Listen to our latest podcast right here:

Be Data Literate Part 1: Understanding How Aggregated Data Misleads Management

Contributor: Editorial Staff
Posted: May 15, 2017

data

This is Part 1 of a series on data literacy for managers. For more, read Part 2.

For any manager looking to flex their leadership acumen, he or she must not only be able to read data, but have the ability to detect the forces that skew the accuracy of its results as well. 

Many journalists are not ever aware of it. Neither is corporate America. National magazines deny its existence. And public service organizations think it’s a process by which to extend the shelf life of milk. 

It is called homogeneity. 

This may sound intimidating, but it’s not. Hang in there! It’s worth the effort. Understanding the basics of homogeneity may help you reach the next level of truly effective management.  

Simply put, homogeneity of data refers to whether or not the total data set from which measurements were computed conceals important differences between or among what statisticians call "rational subgroups or just plain subgroups." (Trust me when I say this definition will make sense by the end of this article.) 

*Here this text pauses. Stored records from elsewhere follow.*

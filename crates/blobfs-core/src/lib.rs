//! BlobFS Core — chunked blob storage over a keyed record store
//!
//! Blobs are split into fixed-size blocks stored as individual records next
//! to a small metadata record per node. A [`Cursor`] provides random-access
//! reads and writes over one blob while keeping a single block resident.

pub mod block;
pub mod config;
pub mod cursor;
pub mod error;
pub mod fs;
pub mod node;
pub mod store;
pub mod types;

// Re-export key types for convenience
pub use block::BlockStore;
pub use config::{BlobFsConfig, DEFAULT_BLOCK_SIZE, DEFAULT_NAMESPACE};
pub use cursor::Cursor;
pub use error::{BlobFsError, BlobFsResult};
pub use fs::BlobFs;
pub use node::NodeStore;
pub use store::{MemoryRecordStore, Namespace, RecordStore, StoreError, StoreResult};
pub use types::*;
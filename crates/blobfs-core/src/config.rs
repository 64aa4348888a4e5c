//! Configuration types for BlobFS Core

use serde::{Deserialize, Serialize};

use crate::error::{BlobFsError, BlobFsResult};
use crate::store::SEPARATOR;

pub const DEFAULT_BLOCK_SIZE: u32 = 4096;
pub const DEFAULT_NAMESPACE: &str = "blobfs";

/// Main filesystem configuration
#[derive(Clone, Debug, Serialize, Deserialize)]
#[serde(default)]
pub struct BlobFsConfig {
    /// Root namespace under which the config, node and blob namespaces live.
    pub namespace: String,
    /// Block size given to new nodes. Only used when the store has no
    /// persisted settings yet.
    pub block_size: u32,
}

impl BlobFsConfig {
    pub fn validate(&self) -> BlobFsResult<()> {
        if self.block_size == 0 {
            return Err(BlobFsError::InvalidArgument("block size must be positive".into()));
        }
        if self.namespace.is_empty() || self.namespace.contains(SEPARATOR) {
            return Err(BlobFsError::InvalidArgument(format!(
                "invalid namespace {:?}",
                self.namespace
            )));
        }
        Ok(())
    }
}

impl Default for BlobFsConfig {
    fn default() -> Self {
        Self {
            namespace: DEFAULT_NAMESPACE.to_string(),
            block_size: DEFAULT_BLOCK_SIZE,
        }
    }
}
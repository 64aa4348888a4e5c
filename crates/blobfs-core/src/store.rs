//! Keyed record store contract and the in-memory implementation

use std::collections::BTreeMap;
use std::fmt;
use std::sync::atomic::{AtomicU64, Ordering};
use std::sync::{Mutex, MutexGuard};

use async_trait::async_trait;

/// Separator between namespace segments in a rendered key.
pub const SEPARATOR: char = ':';

/// Errors surfaced by a record store backend
#[derive(thiserror::Error, Debug)]
pub enum StoreError {
    #[error("record not found: {key}")]
    Missing { key: String },
    #[error("backend error: {0}")]
    Backend(String),
    #[error("io error: {0}")]
    Io(#[from] std::io::Error),
}

impl StoreError {
    pub fn backend<S: Into<String>>(message: S) -> Self {
        Self::Backend(message.into())
    }
}

pub type StoreResult<T> = Result<T, StoreError>;

/// Hierarchical key prefix, rendered as `seg1:seg2:...:`
#[derive(Clone, Debug, PartialEq, Eq, Hash)]
pub struct Namespace {
    prefix: String,
}

impl Namespace {
    pub fn root(name: &str) -> Self {
        Self {
            prefix: format!("{name}{SEPARATOR}"),
        }
    }

    pub fn child(&self, segment: &str) -> Self {
        Self {
            prefix: format!("{}{segment}{SEPARATOR}", self.prefix),
        }
    }

    pub fn prefix(&self) -> &str {
        &self.prefix
    }

    /// Full store key for `key` inside this namespace.
    pub fn key(&self, key: &str) -> String {
        format!("{}{key}", self.prefix)
    }

    /// Inverse of [`Namespace::key`] for keys stored directly in this
    /// namespace. Keys of nested namespaces yield `None`.
    pub fn strip<'a>(&self, full_key: &'a str) -> Option<&'a str> {
        full_key
            .strip_prefix(self.prefix.as_str())
            .filter(|rest| !rest.is_empty() && !rest.contains(SEPARATOR))
    }
}

impl fmt::Display for Namespace {
    fn fmt(&self, f: &mut fmt::Formatter<'_>) -> fmt::Result {
        f.write_str(&self.prefix)
    }
}

/// Keyed get/put/update primitive over opaque byte values.
///
/// Per-key operations are expected to be atomic. Nothing in this crate
/// relies on atomicity across keys.
#[async_trait]
pub trait RecordStore: Send + Sync {
    async fn get(&self, ns: &Namespace, key: &str) -> StoreResult<Option<Vec<u8>>>;

    /// Insert or replace.
    async fn put(&self, ns: &Namespace, key: &str, value: &[u8]) -> StoreResult<()>;

    /// Replace an existing record; `StoreError::Missing` if there is none.
    async fn update(&self, ns: &Namespace, key: &str, value: &[u8]) -> StoreResult<()>;

    /// Returns whether a record was removed.
    async fn delete(&self, ns: &Namespace, key: &str) -> StoreResult<bool>;

    /// Keys stored directly in `ns`, without the prefix, in key order.
    async fn keys(&self, ns: &Namespace) -> StoreResult<Vec<String>>;

    /// Like [`RecordStore::keys`], with each record's value.
    async fn entries(&self, ns: &Namespace) -> StoreResult<Vec<(String, Vec<u8>)>>;
}

/// In-memory record store
#[derive(Default)]
pub struct MemoryRecordStore {
    records: Mutex<BTreeMap<String, Vec<u8>>>,
    reads: AtomicU64,
    writes: AtomicU64,
}

impl MemoryRecordStore {
    pub fn new() -> Self {
        Self::default()
    }

    /// Number of `get` and `entries` calls served.
    pub fn reads(&self) -> u64 {
        self.reads.load(Ordering::Relaxed)
    }

    /// Number of successful `put`, `update` and `delete` calls.
    pub fn writes(&self) -> u64 {
        self.writes.load(Ordering::Relaxed)
    }

    pub fn len(&self) -> usize {
        self.records.lock().map(|records| records.len()).unwrap_or(0)
    }

    pub fn is_empty(&self) -> bool {
        self.len() == 0
    }

    fn records(&self) -> StoreResult<MutexGuard<'_, BTreeMap<String, Vec<u8>>>> {
        self.records
            .lock()
            .map_err(|e| StoreError::backend(format!("failed to acquire store lock: {e}")))
    }
}

#[async_trait]
impl RecordStore for MemoryRecordStore {
    async fn get(&self, ns: &Namespace, key: &str) -> StoreResult<Option<Vec<u8>>> {
        self.reads.fetch_add(1, Ordering::Relaxed);
        Ok(self.records()?.get(&ns.key(key)).cloned())
    }

    async fn put(&self, ns: &Namespace, key: &str, value: &[u8]) -> StoreResult<()> {
        self.records()?.insert(ns.key(key), value.to_vec());
        self.writes.fetch_add(1, Ordering::Relaxed);
        Ok(())
    }

    async fn update(&self, ns: &Namespace, key: &str, value: &[u8]) -> StoreResult<()> {
        let full_key = ns.key(key);
        let mut records = self.records()?;
        let record = records
            .get_mut(&full_key)
            .ok_or_else(|| StoreError::Missing { key: full_key.clone() })?;
        *record = value.to_vec();
        self.writes.fetch_add(1, Ordering::Relaxed);
        Ok(())
    }

    async fn delete(&self, ns: &Namespace, key: &str) -> StoreResult<bool> {
        let removed = self.records()?.remove(&ns.key(key)).is_some();
        if removed {
            self.writes.fetch_add(1, Ordering::Relaxed);
        }
        Ok(removed)
    }

    async fn keys(&self, ns: &Namespace) -> StoreResult<Vec<String>> {
        let records = self.records()?;
        Ok(records
            .range(ns.prefix().to_string()..)
            .take_while(|(k, _)| k.starts_with(ns.prefix()))
            .filter_map(|(k, _)| ns.strip(k).map(str::to_string))
            .collect())
    }

    async fn entries(&self, ns: &Namespace) -> StoreResult<Vec<(String, Vec<u8>)>> {
        self.reads.fetch_add(1, Ordering::Relaxed);
        let records = self.records()?;
        Ok(records
            .range(ns.prefix().to_string()..)
            .take_while(|(k, _)| k.starts_with(ns.prefix()))
            .filter_map(|(k, v)| ns.strip(k).map(|key| (key.to_string(), v.clone())))
            .collect())
    }
}

#[cfg(test)]
mod tests {
    use super::*;

    #[test]
    fn test_namespace_rendering() {
        let root = Namespace::root("blobfs");
        let blob = root.child("blob").child("f1");
        assert_eq!(blob.prefix(), "blobfs:blob:f1:");
        assert_eq!(blob.key("0"), "blobfs:blob:f1:0");
        assert_eq!(blob.strip("blobfs:blob:f1:7"), Some("7"));
        assert_eq!(root.child("blob").strip("blobfs:blob:f1:7"), None);
    }

    #[tokio::test]
    async fn test_memory_store_basic() {
        let store = MemoryRecordStore::new();
        let ns = Namespace::root("t").child("node");

        assert_eq!(store.get(&ns, "a").await.unwrap(), None);
        store.put(&ns, "a", b"hello").await.unwrap();
        assert_eq!(store.get(&ns, "a").await.unwrap().as_deref(), Some(&b"hello"[..]));

        store.update(&ns, "a", b"world").await.unwrap();
        assert_eq!(store.get(&ns, "a").await.unwrap().as_deref(), Some(&b"world"[..]));

        assert!(store.delete(&ns, "a").await.unwrap());
        assert!(!store.delete(&ns, "a").await.unwrap());
        assert_eq!(store.writes(), 3);
    }

    #[tokio::test]
    async fn test_update_requires_existing_record() {
        let store = MemoryRecordStore::new();
        let ns = Namespace::root("t");
        let err = store.update(&ns, "ghost", b"x").await.unwrap_err();
        assert!(matches!(err, StoreError::Missing { key } if key == "t:ghost"));
        assert_eq!(store.writes(), 0);
    }

    #[tokio::test]
    async fn test_keys_only_lists_direct_children() {
        let store = MemoryRecordStore::new();
        let blob = Namespace::root("t").child("blob");
        let f1 = blob.child("f1");
        store.put(&f1, "0", b"x").await.unwrap();
        store.put(&f1, "1", b"y").await.unwrap();
        store.put(&blob.child("f2"), "0", b"z").await.unwrap();

        assert_eq!(store.keys(&f1).await.unwrap(), vec!["0", "1"]);
        assert!(store.keys(&blob).await.unwrap().is_empty());

        let entries = store.entries(&f1).await.unwrap();
        assert_eq!(entries, vec![("0".to_string(), b"x".to_vec()), ("1".to_string(), b"y".to_vec())]);
        assert!(store.entries(&blob).await.unwrap().is_empty());
    }
}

Breaking Down Homogeneity 

To understand homogeneity, you must first understand what the term "aggregation" means. Again, stay with it! 

The degree of aggregation in data refers to the level of detail or refinement in data. A high level of aggregation conceals differences between and among subgroup categories. 

In order to reach the correct state of "homogeneity" with respect to your data you must "disaggregate" your data in an appropriate fashion. 

Memorize this. A high level of aggregation conceals differences between and among subgroup categories. Should we say it again? We should. It will soon make sense - guaranteed! 

But just memorize it for now! Got it? If so, continue reading. 

What's a Subgroup? 

Let's start with a very simple example. Suppose someone in your office decides to calculate the average weight of all office employees. 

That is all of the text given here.